> _GIVEN RECORDS_
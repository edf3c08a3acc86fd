//! Configuration for the stub backend binary.
//!
//! All configuration is loaded from environment variables. Every
//! variable is optional.

use std::time::Duration;

use crate::server::{ServerConfig, ServerError};
use crate::state::Credentials;

/// Complete stub configuration.
#[derive(Debug, Clone, Default)]
pub struct StubConfig {
    /// Bind address.
    pub server: ServerConfig,
    /// Credentials the endpoints enforce.
    pub credentials: Credentials,
    /// Interval of the synthetic collapse generator, if enabled.
    pub push_interval: Option<Duration>,
}

impl StubConfig {
    /// Load configuration from environment variables.
    ///
    /// - `STUB_HOST` -- bind host (default `127.0.0.1`)
    /// - `STUB_PORT` -- bind port (default `8000`)
    /// - `STUB_API_KEY` -- required `X-API-Key` (default: not enforced)
    /// - `STUB_AUTH_TOKEN` -- required bearer token (default: not enforced)
    /// - `STUB_PUSH_INTERVAL_MS` -- synthetic collapse interval (default `15000`, `0` disables)
    pub fn from_env() -> Result<Self, ServerError> {
        Self::from_lookup(|name| std::env::var(name).ok())
    }

    /// Load configuration through `lookup` instead of the process
    /// environment.
    pub fn from_lookup(lookup: impl Fn(&str) -> Option<String>) -> Result<Self, ServerError> {
        let defaults = ServerConfig::default();
        let host = lookup("STUB_HOST").unwrap_or(defaults.host);

        let port: u16 = lookup("STUB_PORT")
            .map_or(Ok(defaults.port), |v| v.parse())
            .map_err(|e| ServerError::Config(format!("invalid STUB_PORT: {e}")))?;

        let push_interval_ms: u64 = lookup("STUB_PUSH_INTERVAL_MS")
            .unwrap_or_else(|| "15000".to_owned())
            .parse()
            .map_err(|e| ServerError::Config(format!("invalid STUB_PUSH_INTERVAL_MS: {e}")))?;

        let non_empty = |name: &str| lookup(name).filter(|v| !v.is_empty());

        Ok(Self {
            server: ServerConfig { host, port },
            credentials: Credentials {
                api_key: non_empty("STUB_API_KEY"),
                auth_token: non_empty("STUB_AUTH_TOKEN"),
            },
            push_interval: (push_interval_ms > 0).then(|| Duration::from_millis(push_interval_ms)),
        })
    }
}
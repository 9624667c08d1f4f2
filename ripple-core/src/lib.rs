//! Ripple Core
//!
//! This crate provides the runtime for Ripple, a fine-grained reactive state
//! engine. It implements:
//!
//! - Reactive primitives (signals, computeds, effects)
//! - A dependency graph with incremental, glitch-free propagation
//! - Batching of writes into a single effect flush
//! - Watchers with deep traversal, multi-source, `once` and `immediate`
//!
//! # Architecture
//!
//! The crate is organized into several modules:
//!
//! - `reactive`: Core reactive primitives, the runtime and dependency tracking
//! - `graph`: The node/link arena and the propagation walk
//! - `watch`: Watchers built on effects, plus deep traversal
//!
//! Everything is single-threaded. Each thread has a default [`Runtime`] used
//! by `Signal::new`, `effect(..)` and the other free functions; independent
//! runtimes can be created with [`Runtime::new`].
//!
//! # Example
//!
//! ```rust
//! use ripple_core::{Computed, Effect, Signal};
//!
//! // Create a signal
//! let count = Signal::new(0);
//!
//! // Create a derived value
//! let doubled = Computed::new({
//!     let count = count.clone();
//!     move || count.get() * 2
//! });
//!
//! // Create an effect
//! let _effect = Effect::new({
//!     let (count, doubled) = (count.clone(), doubled.clone());
//!     move || println!("Count: {}, Doubled: {}", count.get(), doubled.get())
//! });
//!
//! // Update the signal
//! count.set(5);
//! // Effect automatically runs, prints: "Count: 5, Doubled: 10"
//! ```

pub mod graph;
pub mod reactive;
pub mod watch;

mod config;
mod error;

pub use config::{RuntimeConfig, DEFAULT_MAX_FLUSH_NOTIFICATIONS};
pub use error::{Error, Result};
pub use graph::{GraphSnapshot, NodeId, NodeSnapshot};
pub use reactive::{
    batch, computed, computed_with, effect, end_batch, is_signal, signal, start_batch, to_value,
    un_signal, untracked, Computed, Effect, EffectHandle, IsSignal, MaybeSignal, Runtime, Signal,
};
pub use watch::{
    try_watch, watch, watch_effect, Deep, DeepReactive, Raw, Traverse, WatchHandle, WatchOptions,
    WatchSource,
};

> _EXERCISE DETAILS_
Pick each line holding the word "collapse" out of the listing.

> _WRITTEN RESPONSE_
    /// Interval of the synthetic collapse generator, if enabled.
    /// - `STUB_PUSH_INTERVAL_MS` -- synthetic collapse interval (default `15000`, `0` disables)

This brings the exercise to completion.